* **Instructions to follow**:
I need each line of the entries below that includes the string "RefCell".

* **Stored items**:
┌──

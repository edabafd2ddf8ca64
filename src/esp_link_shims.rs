//! ESP-IDF runtime symbol providers for third-party crates.
//!
//! `critical-section` 1.x resolves its acquire/release pair at link time.
//! The `embassy-sync` command queue locks through it, so the firmware
//! binary must provide exactly one implementation.  This one serialises
//! tasks but does not mask interrupts; bit-banged timing slots use
//! [`crate::drivers::interrupt_free`] instead.

use core::cell::{Cell, RefCell};
use std::sync::{Mutex, MutexGuard, PoisonError};

static CRITICAL_SECTION_MUTEX: Mutex<()> = Mutex::new(());

thread_local! {
    static CRITICAL_SECTION_DEPTH: Cell<u8> = const { Cell::new(0) };
    static CRITICAL_SECTION_GUARD: RefCell<Option<MutexGuard<'static, ()>>> = const { RefCell::new(None) };
}

/// Runtime-backed critical-section acquire used by `critical-section` 1.x.
/// Re-entrant per task; only the outermost acquire takes the lock.
#[unsafe(no_mangle)]
pub extern "C" fn _critical_section_1_0_acquire() -> u8 {
    CRITICAL_SECTION_DEPTH.with(|depth| {
        CRITICAL_SECTION_GUARD.with(|guard| {
            let d = depth.get();
            if d == 0 {
                // The guarded data is `()`, so a poisoned lock carries no
                // broken state.
                let lock = CRITICAL_SECTION_MUTEX
                    .lock()
                    .unwrap_or_else(PoisonError::into_inner);
                *guard.borrow_mut() = Some(lock);
            }
            let new_depth = d.saturating_add(1);
            depth.set(new_depth);
            new_depth
        })
    })
}

/// Runtime-backed critical-section release used by `critical-section` 1.x.
#[unsafe(no_mangle)]
pub extern "C" fn _critical_section_1_0_release(_token: u8) {
    CRITICAL_SECTION_DEPTH.with(|depth| {
        CRITICAL_SECTION_GUARD.with(|guard| {
            let d = depth.get();
            if d == 0 {
                return;
            }
            let new_depth = d - 1;
            depth.set(new_depth);
            if new_depth == 0 {
                *guard.borrow_mut() = None;
            }
        })
    })
}
fn main() {
    // Host builds (tests, tooling) have no ESP-IDF environment to export.
    #[cfg(feature = "espidf")]
    embuild::espidf::sysenv::output();
}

└──

* **Answer to this exercise**:
use core::cell::{Cell, RefCell};
    static CRITICAL_SECTION_GUARD: RefCell<Option<MutexGuard<'static, ()>>> = const { RefCell::new(None) };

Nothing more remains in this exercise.